Data movement is an issue with both commercial and homegrown solutions since multiple copies of data result in additional complexity around consistency and integrity. Scalability is also an issue with on-premise homegrown and commercial solutions. Cloud solutions can be complex around managing security and governance around assigning permissions and managing access around IAM policies. Both homegrown and cloud solutions require ETL overheard for the consumer.
Delta Sharing
The Delta Sharing project seeks to address issues around data movement, scalability, security and governance complexity by defining an open protocol for secure real-time exchange of large datasets among internal and external stakeholders. Delta Sharing provides a protocol, a reference server and connectors.

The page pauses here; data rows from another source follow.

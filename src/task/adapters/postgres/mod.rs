//! `PostgreSQL` adapters for task persistence.

mod models;
mod repository;
mod schema;

pub use models::TaskRow;
pub use repository::{PostgresTaskStore, TaskPgPool};

#[cfg(test)]
pub(crate) use repository::{row_to_task, to_new_row};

The core of Delta Sharing is a REST protocol that provides secure access to datasets stored on S3, ADLS or GCS. The protocol specification has concepts for share, schema, table, recipient and a sharing server. A share is a logical grouping of one or more schemas that can be shared with one or more recipients. A schema is a logical grouping of tables. A table is a Delta Lake table or view. A recipient is a principal that has access to shared tables.
A Delta Sharing Reference Server is a server that implements the Delta Sharing Protocol. Databricks offers a managed service for the Delta Sharing Server, but it can also be built from pre-built packages or pre-built Docker images.This reference implementation can be deployed on any major cloud provider to share existing tables in Delta Lake or Apache Parquet format.
There are connectors for both Python and Apache Spark. The Delta Sharing Python Connector enables loading shared tables as pandas DataFrames while the Apache Spark Connector enables loading shared tables through SQL, Python (as PySpark), Java Scala and R.
Next Steps
The Delta Sharing Reference Server is a reference implementation server for the Delta Sharing Protocol. Note this server is not a complete implementation of a secure web server and should be behind a secure proxy if it would be exposed to the public. Use the pre-built packages to install the server on the cloud provider of your choice. There are specific configuration steps to configure the server to access tables on different cloud storage. For simplicity sake, you can use parquet tables for initial use cases.
This implementation will likely be useful as a POC but will allow your organisation to explore possible use cases for Delta Sharing with a minimum investment such as LOB and B2B sharing and data monetization with a minimum of investment. There are optimizations in commercial offerings like Databricks and knowing how to implement the solution from scratch can help making architectural decisions.